Rosetta Stone is a very old language learning software. He teaches more than 20 languages. It is a well known program, mainly for having an innovative method.
But does the Rosetta Stone will it really help you learn the Japanese language? Let's find out here. I used the program for 5 months, until I finished the last lesson of the Rosetta Stone Japanese course. To begin, let's see how Rosetta Stone works:
Rosetta Stone features three levels in the Japanese course (and five in other languages). They work like this:
Level 1: helps to build a fundamental vocabulary base and an essential language structure. Skills and vocabulary include:
- Greetings and presentations;
- Simple questions and answers;
- Hearing ability;
- Basic writing and reading skills;
Level 2: allows people to explore the environment as they increase the vocabulary and essential language structure of Level 1. Skills and vocabulary, include:
- How to provide and obtain guidance;
- Use means of transport;
- inform the time;
- Go out to eat;
- Enjoy basic social interactions;
- Professional life;
- Academic subjects;
- Art and culture;
- Past, present and future;
Level 3: allows people to connect to the world around them, increasing the language fundamentals and conversational skills developed at Levels 1 and 2. Skills and vocabulary, include:
- Ideas and opinions;
- Express feelings and talk about daily matters;
- Current events;
- Birth, marriage, death, and health and body concerns;
- Complementary terms indicating frequency, duration and degree;
Rosetta stone method
The method of this software is different from what we are used to, as it basically teaches us with images and audios. He never uses translation. On the one hand, this method is great, as it helps us to think in the language, and understand what they say without having to translate it mentally into Portuguese. We would be learning Japanese as if it were our mother tongue, immersed in the language.
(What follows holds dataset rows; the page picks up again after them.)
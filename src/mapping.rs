use lru::LruCache;
use std::num::NonZeroUsize;

/// One entry of the external item registry, resolved for a wire id.
///
/// `identifier` is the namespaced source-protocol name (`"game:carrot"`);
/// variant behavior predicates only ever see the stripped form.
#[derive(Debug, Clone, PartialEq, Eq)]
pub struct ItemMapping {
    identifier: String,
}

impl ItemMapping {
    pub fn new(identifier: impl Into<String>) -> Self {
        Self {
            identifier: identifier.into(),
        }
    }

    pub fn identifier(&self) -> &str {
        &self.identifier
    }

    /// The identifier with its protocol namespace removed.
    pub fn stripped_identifier(&self) -> &str {
        match self.identifier.split_once(':') {
            Some((_, rest)) => rest,
            None => &self.identifier,
        }
    }

    pub fn is_empty_hand(&self) -> bool {
        self.stripped_identifier() == "air"
    }
}

/// Narrow interface over the external asset/mapping tables.
pub trait MappingSource {
    fn resolve(&self, wire_id: u32) -> Option<ItemMapping>;
}

#[derive(Debug, Clone, Default)]
pub struct CacheStats {
    pub hits: u64,
    pub misses: u64,
    pub evictions: u64,
}

impl CacheStats {
    pub fn hit_rate(&self) -> f64 {
        let total = self.hits + self.misses;
        if total == 0 {
            0.0
        } else {
            (self.hits as f64) / (total as f64)
        }
    }
}

/// Session-owned LRU front for item mapping lookups.
///
/// Mapping tables are large and shared; sessions touch a small hot set of
/// wire ids (held items, interaction targets), so each session keeps its own
/// bounded cache. Unknown wire ids are not cached.
pub struct MappingCache {
    cache: LruCache<u32, ItemMapping>,
    source: Box<dyn MappingSource + Send>,
    stats: CacheStats,
}

impl MappingCache {
    pub fn new(capacity: usize, source: Box<dyn MappingSource + Send>) -> Self {
        let capacity = NonZeroUsize::new(capacity.max(1)).unwrap_or(NonZeroUsize::MIN);
        Self {
            cache: LruCache::new(capacity),
            source,
            stats: CacheStats::default(),
        }
    }

    pub fn resolve(&mut self, wire_id: u32) -> Option<ItemMapping> {
        if let Some(mapping) = self.cache.get(&wire_id) {
            self.stats.hits += 1;
            return Some(mapping.clone());
        }

        self.stats.misses += 1;
        let mapping = self.source.resolve(wire_id)?;
        if self.cache.len() == self.cache.cap().get() {
            self.stats.evictions += 1;
        }
        self.cache.put(wire_id, mapping.clone());
        Some(mapping)
    }

    pub fn stats(&self) -> &CacheStats {
        &self.stats
    }

    pub fn len(&self) -> usize {
        self.cache.len()
    }

    pub fn is_empty(&self) -> bool {
        self.cache.is_empty()
    }
}
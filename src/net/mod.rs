pub mod frame;
pub mod wire;
use serde::Deserialize;
use std::path::{Path, PathBuf};

/// How the proxy authenticates clients against the remote server.
///
/// The form channel is only serviced in [`AuthMode::Bridge`]; offline
/// sessions have no out-of-band UI peer to talk to.
#[derive(Debug, Clone, Copy, PartialEq, Eq, Deserialize)]
#[serde(rename_all = "kebab-case")]
pub enum AuthMode {
    Offline,
    Bridge,
}

/// Process-wide static configuration, read once at startup and shared
/// read-only between sessions.
#[derive(Debug, Clone, Deserialize)]
#[serde(rename_all = "kebab-case", default)]
pub struct ProxyConfig {
    pub root: PathBuf,
    pub auth_mode: AuthMode,
    /// Local preference: never substitute structural scaffolding for the
    /// client, regardless of what the remote server asks for.
    pub disable_scaffolding_substitution: bool,
    /// Capacity of each session's item mapping cache.
    pub mapping_cache_capacity: usize,
}

impl Default for ProxyConfig {
    fn default() -> Self {
        Self {
            root: PathBuf::from("."),
            auth_mode: AuthMode::Offline,
            disable_scaffolding_substitution: false,
            mapping_cache_capacity: 256,
        }
    }
}

#[derive(Debug)]
pub enum ConfigError {
    Read(PathBuf, String),
    Parse(String),
}

impl std::fmt::Display for ConfigError {
    fn fmt(&self, f: &mut std::fmt::Formatter<'_>) -> std::fmt::Result {
        match self {
            ConfigError::Read(path, msg) => {
                write!(f, "failed to read {}: {}", path.display(), msg)
            }
            ConfigError::Parse(msg) => write!(f, "config parse error: {}", msg),
        }
    }
}

impl std::error::Error for ConfigError {}

impl ProxyConfig {
    pub fn from_yaml(text: &str) -> Result<Self, ConfigError> {
        serde_yaml::from_str(text).map_err(|err| ConfigError::Parse(err.to_string()))
    }

    pub fn load(path: &Path) -> Result<Self, ConfigError> {
        let text = std::fs::read_to_string(path)
            .map_err(|err| ConfigError::Read(path.to_path_buf(), err.to_string()))?;
        Self::from_yaml(&text)
    }
}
On the other hand, this method leaves us in great doubt, because sometimes it is necessary to think hard to understand what is happening in order to understand what a phrase / word means. The images that we associate with the audio and text are well selected, which makes us have a little understanding of the phrase, but it doesn't always help. This makes it very difficult, but it can be easily solved if we just look for the word in the dictionary or in Google Translate.
The grammar also complicates a little, but then it is absorbed naturally with the repetition of the software spaced, because it ends up creating a repetition (sometimes exaggerated) of the content of the lessons. We can also define our focus for reading and writing or speaking and listening, or EVERYTHING.
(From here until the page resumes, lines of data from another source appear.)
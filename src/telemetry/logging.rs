use std::collections::BTreeMap;
use std::fs::{File, OpenOptions};
use std::io::Write;
use std::path::Path;
use std::sync::{Mutex, OnceLock};

#[derive(Clone, Copy, Debug, Eq, PartialEq, Ord, PartialOrd)]
enum LogFile {
    Error,
    Netload,
    Session,
}

struct Logger {
    files: Mutex<BTreeMap<LogFile, File>>,
}

static LOGGER: OnceLock<Logger> = OnceLock::new();

const HEADER_LINE: &str =
    "-------------------------------------------------------------------------------";
const HEADER_TITLE: &str = "prism - cross-edition protocol proxy";

/// Opens the per-category log files under `root/log`. Safe to call more than
/// once; only the first call wins.
pub fn init(root: &Path) -> Result<(), String> {
    if LOGGER.get().is_some() {
        return Ok(());
    }
    let log_dir = root.join("log");
    std::fs::create_dir_all(&log_dir)
        .map_err(|err| format!("log directory create failed: {}", err))?;

    let mut files = BTreeMap::new();
    for (log_file, name, header) in [
        (LogFile::Error, "error.log", false),
        (LogFile::Netload, "netload.log", true),
        (LogFile::Session, "session.log", true),
    ] {
        let path = log_dir.join(name);
        let mut file = OpenOptions::new()
            .create(true)
            .append(true)
            .open(&path)
            .map_err(|err| format!("open log {} failed: {}", name, err))?;
        if header && file.metadata().map(|m| m.len()).unwrap_or(0) == 0 {
            write_header(&mut file, name)?;
        }
        files.insert(log_file, file);
    }

    LOGGER
        .set(Logger {
            files: Mutex::new(files),
        })
        .map_err(|_| "log system already initialized".to_string())?;
    Ok(())
}

pub fn log_session(message: &str) {
    log_timestamped(LogFile::Session, message);
}

pub fn log_error(message: &str) {
    log_timestamped(LogFile::Error, message);
}

pub fn log_netload(message: &str) {
    log_timestamped(LogFile::Netload, message);
}

fn log_timestamped(log_file: LogFile, message: &str) {
    if let Some(logger) = LOGGER.get() {
        let epoch = unix_timestamp();
        let line = format!("{epoch} {message}\n");
        let _ = write_line(logger, log_file, &line);
    }
}

fn write_line(logger: &Logger, log_file: LogFile, line: &str) -> std::io::Result<()> {
    let mut files = logger
        .files
        .lock()
        .map_err(|_| std::io::Error::new(std::io::ErrorKind::Other, "log lock poisoned"))?;
    if let Some(file) = files.get_mut(&log_file) {
        file.write_all(line.as_bytes())?;
        file.flush()?;
    }
    Ok(())
}

fn write_header(file: &mut File, name: &str) -> Result<(), String> {
    let epoch = unix_timestamp();
    writeln!(file, "{HEADER_LINE}").map_err(|err| format!("header write failed: {}", err))?;
    writeln!(file, "{HEADER_TITLE}").map_err(|err| format!("header write failed: {}", err))?;
    writeln!(file, "{name} - started {epoch}")
        .map_err(|err| format!("header write failed: {}", err))?;
    Ok(())
}

fn unix_timestamp() -> i64 {
    std::time::SystemTime::now()
        .duration_since(std::time::UNIX_EPOCH)
        .map(|d| d.as_secs() as i64)
        .unwrap_or(0)
}
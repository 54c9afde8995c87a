pub mod entity_state;
pub mod interact;
pub mod plugin_message;

use crate::entity::{EntityFlags, EntityId, EntityKind, SpawnPose};
use crate::net::frame::FrameError;
use crate::session::Session;
use crate::telemetry::logging;
use std::collections::HashMap;

/// A fully-decoded inbound message. Decoding from the outer transport is the
/// protocol library's job; translators only ever see these.
#[derive(Debug, Clone, PartialEq)]
pub enum Packet {
    PluginMessage {
        channel: String,
        data: Vec<u8>,
    },
    SpawnEntity {
        id: EntityId,
        kind: EntityKind,
        pose: SpawnPose,
    },
    RemoveEntity {
        id: EntityId,
    },
    SetEntityFlags {
        id: EntityId,
        flags: EntityFlags,
    },
    SetPassengers {
        id: EntityId,
        passengers: Vec<EntityId>,
    },
    PlayerStance {
        sneaking: bool,
    },
    HoverEntity {
        id: EntityId,
        item: u32,
    },
    InteractEntity {
        id: EntityId,
        item: u32,
    },
}

/// Type discriminant used as the registry key.
#[derive(Debug, Clone, Copy, PartialEq, Eq, Hash)]
pub enum PacketKind {
    PluginMessage,
    SpawnEntity,
    RemoveEntity,
    SetEntityFlags,
    SetPassengers,
    PlayerStance,
    HoverEntity,
    InteractEntity,
}

impl Packet {
    pub fn kind(&self) -> PacketKind {
        match self {
            Packet::PluginMessage { .. } => PacketKind::PluginMessage,
            Packet::SpawnEntity { .. } => PacketKind::SpawnEntity,
            Packet::RemoveEntity { .. } => PacketKind::RemoveEntity,
            Packet::SetEntityFlags { .. } => PacketKind::SetEntityFlags,
            Packet::SetPassengers { .. } => PacketKind::SetPassengers,
            Packet::PlayerStance { .. } => PacketKind::PlayerStance,
            Packet::HoverEntity { .. } => PacketKind::HoverEntity,
            Packet::InteractEntity { .. } => PacketKind::InteractEntity,
        }
    }
}

#[derive(Debug)]
pub enum TranslateError {
    /// A translator was handed a packet of a kind it was not registered for.
    MismatchedKind {
        expected: PacketKind,
        actual: PacketKind,
    },
    Frame(FrameError),
    UnknownEntity(EntityId),
    UnknownItem(u32),
}

impl std::fmt::Display for TranslateError {
    fn fmt(&self, f: &mut std::fmt::Formatter<'_>) -> std::fmt::Result {
        match self {
            TranslateError::MismatchedKind { expected, actual } => {
                write!(f, "expected {:?} packet, got {:?}", expected, actual)
            }
            TranslateError::Frame(err) => write!(f, "{}", err),
            TranslateError::UnknownEntity(id) => write!(f, "no entity with id {}", id.0),
            TranslateError::UnknownItem(wire_id) => {
                write!(f, "no item mapping for wire id {}", wire_id)
            }
        }
    }
}

impl std::error::Error for TranslateError {}

impl From<FrameError> for TranslateError {
    fn from(err: FrameError) -> Self {
        TranslateError::Frame(err)
    }
}

pub type TranslatorFn = fn(&Packet, &mut Session) -> Result<(), TranslateError>;

/// Per-session dispatch accounting, reported to `netload.log` on teardown.
#[derive(Debug, Clone, Default)]
pub struct DispatchStats {
    pub dispatched: u64,
    pub unhandled: u64,
    pub faulted: u64,
}

/// Maps packet kinds to translators.
///
/// Built once at startup and shared read-only between sessions; dispatch
/// never mutates the table. Registering a kind twice replaces the earlier
/// binding, which is how override layers install themselves.
#[derive(Default)]
pub struct TranslatorRegistry {
    table: HashMap<PacketKind, TranslatorFn>,
}

impl TranslatorRegistry {
    pub fn new() -> Self {
        Self::default()
    }

    /// Binds `translator` to `kind`, returning the previous binding if any.
    pub fn register(&mut self, kind: PacketKind, translator: TranslatorFn) -> Option<TranslatorFn> {
        self.table.insert(kind, translator)
    }

    pub fn is_registered(&self, kind: PacketKind) -> bool {
        self.table.contains_key(&kind)
    }

    /// Runs the translator bound to the packet's kind on the session.
    ///
    /// Unhandled kinds are dropped silently; many are deliberately left
    /// unbound. A translator error is logged with the packet kind and does
    /// not propagate: one misbehaving translator must not take down the
    /// connection.
    pub fn dispatch(&self, packet: &Packet, session: &mut Session) {
        let Some(translator) = self.table.get(&packet.kind()) else {
            session.dispatch_stats.unhandled += 1;
            return;
        };
        session.dispatch_stats.dispatched += 1;
        if let Err(err) = translator(packet, session) {
            session.dispatch_stats.faulted += 1;
            logging::log_error(&format!(
                "translator for {:?} failed: {}",
                packet.kind(),
                err
            ));
        }
    }
}

/// The registry with every built-in translator bound.
pub fn default_registry() -> TranslatorRegistry {
    let mut registry = TranslatorRegistry::new();
    registry.register(
        PacketKind::PluginMessage,
        plugin_message::translate_plugin_message,
    );
    registry.register(PacketKind::SpawnEntity, entity_state::translate_spawn_entity);
    registry.register(PacketKind::RemoveEntity, entity_state::translate_remove_entity);
    registry.register(
        PacketKind::SetEntityFlags,
        entity_state::translate_set_entity_flags,
    );
    registry.register(
        PacketKind::SetPassengers,
        entity_state::translate_set_passengers,
    );
    registry.register(
        PacketKind::PlayerStance,
        entity_state::translate_player_stance,
    );
    registry.register(PacketKind::HoverEntity, interact::translate_hover_entity);
    registry.register(PacketKind::InteractEntity, interact::translate_interact_entity);
    registry
}
pub mod behavior;
pub mod interaction;

use crate::entity::interaction::InteractiveTag;
use std::collections::hash_map::Entry;
use std::collections::HashMap;

/// Numeric entity id assigned by the remote server.
#[derive(Debug, Clone, Copy, PartialEq, Eq, Hash)]
pub struct EntityId(pub u32);

/// Stable id assigned by the proxy, unique for the session's lifetime and
/// never reused even when the remote server recycles numeric ids.
#[derive(Debug, Clone, Copy, PartialEq, Eq, Hash)]
pub struct UniqueId(pub u64);

#[derive(Debug, Clone, Copy, PartialEq, Default)]
pub struct Vec3 {
    pub x: f32,
    pub y: f32,
    pub z: f32,
}

impl Vec3 {
    pub const ZERO: Vec3 = Vec3 {
        x: 0.0,
        y: 0.0,
        z: 0.0,
    };

    pub fn new(x: f32, y: f32, z: f32) -> Self {
        Self { x, y, z }
    }
}

#[derive(Debug, Clone, Copy, PartialEq, Eq, Hash)]
pub enum EntityKind {
    Player,
    Pig,
    Cow,
    Sheep,
    Wolf,
    ItemDrop,
    Unknown,
}

/// Category/variant description plus the rendering metadata the client
/// needs. Behavior is attached by kind through the capability table, not
/// stored here.
#[derive(Debug, Clone, PartialEq)]
pub struct EntityDefinition {
    pub kind: EntityKind,
    pub identifier: &'static str,
    pub width: f32,
    pub height: f32,
}

impl EntityDefinition {
    pub fn for_kind(kind: EntityKind) -> Self {
        let (identifier, width, height) = match kind {
            EntityKind::Player => ("player", 0.6, 1.8),
            EntityKind::Pig => ("pig", 0.9, 0.9),
            EntityKind::Cow => ("cow", 0.9, 1.4),
            EntityKind::Sheep => ("sheep", 0.9, 1.3),
            EntityKind::Wolf => ("wolf", 0.6, 0.85),
            EntityKind::ItemDrop => ("item", 0.25, 0.25),
            EntityKind::Unknown => ("unknown", 0.0, 0.0),
        };
        Self {
            kind,
            identifier,
            width,
            height,
        }
    }
}

/// Boolean capability/state flags, packed into a single word.
#[derive(Debug, Clone, Copy, PartialEq, Eq)]
pub enum EntityFlag {
    Saddled = 0,
    Baby = 1,
    Leashed = 2,
    NoAi = 3,
    OnFire = 4,
}

#[derive(Debug, Clone, Copy, PartialEq, Eq, Default)]
pub struct EntityFlags(u64);

impl EntityFlags {
    pub fn empty() -> Self {
        Self(0)
    }

    pub fn with(mut self, flag: EntityFlag) -> Self {
        self.set(flag, true);
        self
    }

    pub fn get(&self, flag: EntityFlag) -> bool {
        self.0 & (1 << flag as u64) != 0
    }

    pub fn set(&mut self, flag: EntityFlag, value: bool) {
        let bit = 1 << flag as u64;
        if value {
            self.0 |= bit;
        } else {
            self.0 &= !bit;
        }
    }
}

/// One simulated in-world actor, owned exclusively by its session's table.
#[derive(Debug, Clone, PartialEq)]
pub struct Entity {
    pub id: EntityId,
    pub unique_id: UniqueId,
    pub definition: EntityDefinition,
    pub position: Vec3,
    pub velocity: Vec3,
    pub yaw: f32,
    pub pitch: f32,
    pub head_yaw: f32,
    pub flags: EntityFlags,
    pub passengers: Vec<EntityId>,
    /// Last predicted interaction outcome, surfaced to the client as a UI
    /// hint. Refreshed by the hover translator.
    pub hover_tag: InteractiveTag,
}

impl Entity {
    pub fn flag(&self, flag: EntityFlag) -> bool {
        self.flags.get(flag)
    }

    pub fn set_flag(&mut self, flag: EntityFlag, value: bool) {
        self.flags.set(flag, value);
    }
}

/// Spawn-time pose, decoded from the remote server's spawn packet.
#[derive(Debug, Clone, Copy, PartialEq, Default)]
pub struct SpawnPose {
    pub position: Vec3,
    pub velocity: Vec3,
    pub yaw: f32,
    pub pitch: f32,
    pub head_yaw: f32,
}

/// Per-session table of live entities, keyed by the remote server's numeric
/// id. Entities exist from first sighting until despawn or session end.
#[derive(Default)]
pub struct EntityTable {
    entities: HashMap<EntityId, Entity>,
    next_unique: u64,
}

impl EntityTable {
    pub fn new() -> Self {
        Self::default()
    }

    /// Creates an entity on first sighting. A respawn under an id that is
    /// still live replaces the stale record (the remote server recycled it).
    pub fn spawn(&mut self, id: EntityId, kind: EntityKind, pose: SpawnPose) -> &mut Entity {
        self.next_unique += 1;
        let entity = Entity {
            id,
            unique_id: UniqueId(self.next_unique),
            definition: EntityDefinition::for_kind(kind),
            position: pose.position,
            velocity: pose.velocity,
            yaw: pose.yaw,
            pitch: pose.pitch,
            head_yaw: pose.head_yaw,
            flags: EntityFlags::empty(),
            passengers: Vec::new(),
            hover_tag: InteractiveTag::None,
        };
        match self.entities.entry(id) {
            Entry::Occupied(mut occupied) => {
                occupied.insert(entity);
                occupied.into_mut()
            }
            Entry::Vacant(vacant) => vacant.insert(entity),
        }
    }

    pub fn get(&self, id: EntityId) -> Option<&Entity> {
        self.entities.get(&id)
    }

    pub fn get_mut(&mut self, id: EntityId) -> Option<&mut Entity> {
        self.entities.get_mut(&id)
    }

    pub fn remove(&mut self, id: EntityId) -> Option<Entity> {
        self.entities.remove(&id)
    }

    pub fn clear(&mut self) {
        self.entities.clear();
    }

    pub fn len(&self) -> usize {
        self.entities.len()
    }

    pub fn is_empty(&self) -> bool {
        self.entities.is_empty()
    }
}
It also has voice recognition. Voice recognition is not bad, but you need a quiet environment and a good microphone. Fortunately, this option can be activated or deactivated, in addition to defining the speech difficulty and a few other options.
And we also have a session where we only hear something in Japanese and associate the audio with the image, with no text to help, only the audio. In addition we also have speech recognition and pronunciation exercises, as well as writing and reading, where we first learn the hiragana and katakana, then some kanji.
Is it worth buying the rosetta stone?
Rosetta Stone is super expensive software. It is available on the Play Store and can be downloaded on the PC, with a CD that must be purchased and activated. I used the program from the beginning to the end and I can say that it doesn't keep you close to fluency, even though it helps a lot.
If you take the whole course, you could buy something in Japan, talk about tastes, say what we think, but we wouldn't understand an anime or manga, for example. And the worst thing is that the Japanese course has only 3 levels, while some others have 5.
I also believe that the price of the software is a steal, at least in our current time, because it could be much cheaper. But, for those who are a beginner, I'm sure you will be impressed with the speed that you will learn things, how you will be able to do grammar exercises without much complication and how you will begin to understand simple things (and some a little more advanced).
So, if you are determined to spend money on this software in the hope of learning the basics, it is recommended. If you want fluency or reach an advanced level I do not recommend it. You will probably not pass the N4 level, because it is considered a basic course. So that was the summary of my experience at Rosetta Stone, I hope you enjoyed it.